▶ [Exercise description]: Look through the listing and locate every line containing the word "derive"; copy those lines.

▶ [Available data]:
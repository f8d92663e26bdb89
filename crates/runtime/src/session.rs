use std::{collections::HashMap, sync::Arc};

use layout::{Layout, Widget, WidgetKind};
use shared::{
    domain::{PeerId, WidgetId},
    protocol::{Message, Value, WidgetValue},
};
use tokio::{
    sync::{broadcast, mpsc, oneshot},
    task::JoinHandle,
};
use tracing::{debug, warn};

use crate::{
    codec::{self, DecodeOutcome, Update},
    router::{self, Router},
    store::{SessionStore, StateChange},
    transport::PeerRegistry,
    value,
};

const QUEUE_DEPTH: usize = 256;

/// One unit of session work. Local surface interaction and inbound
/// network messages funnel into the same ordered queue; each event runs
/// decode, normalize, store, notify, and publish to completion before
/// the next one is pulled.
#[derive(Debug)]
pub enum SessionEvent {
    /// Inbound protocol message, with the peer it came from when known.
    Inbound {
        message: Message,
        source: Option<PeerId>,
    },
    /// Absolute value for a logical control (state recall, scripting).
    SetValue { widget_id: WidgetId, value: Value },
    /// Unit position input from a knob or fader, per cell for strips.
    SetPosition {
        widget_id: WidgetId,
        cell: Option<usize>,
        position: f64,
    },
    /// Pointer down on a control or cell.
    Press {
        widget_id: WidgetId,
        cell: Option<usize>,
    },
    /// Pointer up.
    Release {
        widget_id: WidgetId,
        cell: Option<usize>,
    },
    /// Pointer moved into a cell mid-gesture. Traversing widgets emit
    /// once per newly entered cell, never per pointer sample.
    Drag {
        widget_id: WidgetId,
        cell: usize,
        position: Option<f64>,
    },
    /// Read back the full state table.
    Snapshot {
        reply: oneshot::Sender<Vec<WidgetValue>>,
    },
}

/// Cloneable producer half of the session queue.
#[derive(Clone)]
pub struct SessionHandle {
    queue: mpsc::Sender<SessionEvent>,
}

impl SessionHandle {
    /// Enqueue an event; false once the session is gone.
    pub async fn submit(&self, event: SessionEvent) -> bool {
        self.queue.send(event).await.is_ok()
    }

    pub async fn inbound(&self, message: Message, source: Option<PeerId>) -> bool {
        self.submit(SessionEvent::Inbound { message, source }).await
    }

    pub async fn snapshot(&self) -> Option<Vec<WidgetValue>> {
        let (reply, rx) = oneshot::channel();
        if !self.submit(SessionEvent::Snapshot { reply }).await {
            return None;
        }
        rx.await.ok()
    }
}

/// A running interpreter for one layout: router, store, and the worker
/// draining the event queue.
pub struct Session {
    queue: mpsc::Sender<SessionEvent>,
    stop: oneshot::Sender<()>,
    events: broadcast::Sender<StateChange>,
    task: JoinHandle<()>,
}

impl Session {
    pub fn spawn(layout: &Layout, peers: Arc<dyn PeerRegistry>) -> Self {
        let router = Router::new(layout);
        let store = SessionStore::new(router.widgets());
        let events = store.sender();
        let (queue, queue_rx) = mpsc::channel(QUEUE_DEPTH);
        let (stop, stop_rx) = oneshot::channel();
        let worker = SessionWorker {
            router,
            store,
            peers,
            gesture_cell: HashMap::new(),
        };
        let task = tokio::spawn(worker.run(queue_rx, stop_rx));
        Self {
            queue,
            stop,
            events,
            task,
        }
    }

    pub fn handle(&self) -> SessionHandle {
        SessionHandle {
            queue: self.queue.clone(),
        }
    }

    pub fn subscribe(&self) -> broadcast::Receiver<StateChange> {
        self.events.subscribe()
    }

    /// Stop the session. The event in flight finishes, publish included;
    /// everything still queued is discarded without executing.
    pub async fn shutdown(self) {
        let _ = self.stop.send(());
        let _ = self.task.await;
    }
}

/// What part of a widget's value an event touched, deciding the outbound
/// encoding.
#[derive(Debug, Clone, Copy)]
enum Emit {
    Whole,
    Cell(usize),
}

struct SessionWorker {
    router: Router,
    store: SessionStore,
    peers: Arc<dyn PeerRegistry>,
    /// Last cell entered per widget during the current gesture.
    gesture_cell: HashMap<WidgetId, usize>,
}
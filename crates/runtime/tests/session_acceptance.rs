use std::sync::{Arc, Mutex};

use async_trait::async_trait;
use layout::{Document, Layout};
use runtime::{PeerRegistry, Session, SessionEvent};
use shared::{
    domain::PeerId,
    protocol::{ArgValue, Message, Value},
};

/// A control-surface document in the shape real editors produce: pages,
/// nested tabs, mirrors across pages, packed strips, unknown styling
/// fields.
const DOCUMENT: &str = r#"[
    {
        "label": "KEYB",
        "widgets": [
            {"type": "keyboard", "id": "keyboard", "label": false,
             "left": 0, "top": 0, "width": "100%", "height": "100%",
             "color": "auto", "precision": 1, "address": "/note",
             "preArgs": [], "target": [], "keys": 24, "start": 60,
             "traversing": true, "on": 1, "off": 0, "split": false}
        ]
    },
    {
        "label": "OSC",
        "widgets": [],
        "tabs": [
            {
                "label": "1",
                "widgets": [
                    {"type": "knob", "id": "freq", "label": "Frequency",
                     "range": {"min": 0, "max": 14000}, "origin": "auto",
                     "value": 0, "logScale": false, "precision": 2,
                     "address": "/osc/freq",
                     "preArgs": [{"type": "i", "value": 1}], "target": []},
                    {"type": "multifader", "id": "fm", "address": "/fm",
                     "preArgs": [{"type": "i", "value": 1}], "origin": 0,
                     "strips": 8, "start": 1, "traversing": true,
                     "range": {"min": -1, "max": 1}, "value": "",
                     "logScale": false, "precision": 2, "split": false,
                     "target": []},
                    {"type": "keyboard", "id": "keyboard", "label": false,
                     "precision": 1, "address": "/note", "preArgs": [],
                     "target": [], "keys": 18, "start": 60,
                     "traversing": true, "on": 1, "off": 0, "split": false},
                    {"type": "push", "id": "sync", "label": "Sync",
                     "on": 1, "off": 0, "norelease": false, "precision": 0,
                     "address": "/sync", "preArgs": [],
                     "target": ["engine"]}
                ]
            },
            {"label": "2"}
        ]
    },
    {"label": "ENV"}
]"#;

#[derive(Default)]
struct MemoryPeers {
    peers: Vec<PeerId>,
    sent: Arc<Mutex<Vec<(PeerId, Message)>>>,
}

impl MemoryPeers {
    fn new(names: &[&str]) -> Self {
        Self {
            peers: names.iter().map(|name| PeerId::new(*name)).collect(),
            sent: Arc::default(),
        }
    }

    fn sent(&self) -> Vec<(PeerId, Message)> {
        self.sent.lock().expect("sent lock").clone()
    }
}

#[async_trait]
impl PeerRegistry for MemoryPeers {
    fn list_peers(&self) -> Vec<PeerId> {
        self.peers.clone()
    }

    async fn send(&self, peer: &PeerId, message: &Message) -> anyhow::Result<()> {
        self.sent
            .lock()
            .expect("sent lock")
            .push((peer.clone(), message.clone()));
        Ok(())
    }
}

#[tokio::test]
async fn a_whole_surface_session_end_to_end() {
    let document = Document::parse(DOCUMENT).expect("document");
    let layout = Layout::compile(&document).expect("layout");
    let peers = Arc::new(MemoryPeers::new(&["surface", "engine"]));
    let session = Session::spawn(&layout, peers.clone());
    let handle = session.handle();

    // State recall starts from the document: four logical controls, the
    // two keyboards folded into one mirror slot.
    let recall = handle.snapshot().await.expect("snapshot");
    assert_eq!(recall.len(), 4);

    // A surface turns the frequency knob to mid-position.
    assert!(
        handle
            .submit(SessionEvent::SetPosition {
                widget_id: "freq".into(),
                cell: None,
                position: 0.5,
            })
            .await
    );

    // The engine reports all eight modulation strips in one packed
    // message.
    let mut args = vec![ArgValue::Int(1)];
    args.extend((0..8).map(|i| ArgValue::Float(f64::from(i) * 0.1)));
    assert!(
        handle
            .inbound(Message::new("/fm", args), Some("engine".into()))
            .await
    );

    // A note arrives addressed to the keyboard mirrors.
    assert!(
        handle
            .inbound(
                Message::new("/note", vec![ArgValue::Int(62), ArgValue::Float(1.0)]),
                None,
            )
            .await
    );

    let state = handle.snapshot().await.expect("snapshot");
    let value_of = |id: &str| {
        state
            .iter()
            .find(|entry| entry.widget_id.as_str() == id)
            .unwrap_or_else(|| panic!("widget {id}"))
            .value
            .clone()
    };
    assert_eq!(value_of("freq"), Value::Scalar(7000.0));
    let Value::Vector(fm) = value_of("fm") else {
        panic!("fm holds a vector");
    };
    assert_eq!(fm.len(), 8);
    assert_eq!(fm[7], 0.7);
    let Value::Vector(keys) = value_of("keyboard") else {
        panic!("keyboard holds a vector");
    };
    assert_eq!(keys[2], 1.0);

    // The knob turn broadcast to both peers; the packed strip update
    // relayed everywhere but back to the engine.
    let sent = peers.sent();
    let freq_recipients: Vec<&str> = sent
        .iter()
        .filter(|(_, message)| message.address == "/osc/freq")
        .map(|(peer, _)| peer.as_str())
        .collect();
    assert_eq!(freq_recipients, ["surface", "engine"]);
    let fm_recipients: Vec<&str> = sent
        .iter()
        .filter(|(_, message)| message.address == "/fm")
        .map(|(peer, _)| peer.as_str())
        .collect();
    assert_eq!(fm_recipients, ["surface"]);

    // Declared targets win over broadcast.
    assert!(
        handle
            .submit(SessionEvent::Press {
                widget_id: "sync".into(),
                cell: None,
            })
            .await
    );
    handle.snapshot().await.expect("snapshot");
    let sent = peers.sent();
    let sync_recipients: Vec<&str> = sent
        .iter()
        .filter(|(_, message)| message.address == "/sync")
        .map(|(peer, _)| peer.as_str())
        .collect();
    assert_eq!(sync_recipients, ["engine"]);

    session.shutdown().await;
    assert!(!handle.inbound(Message::new("/sync", vec![]), None).await);
}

▶ [Answer for the task]:
#[derive(Debug)]
#[derive(Clone)]
#[derive(Debug, Clone, Copy)]
#[derive(Default)]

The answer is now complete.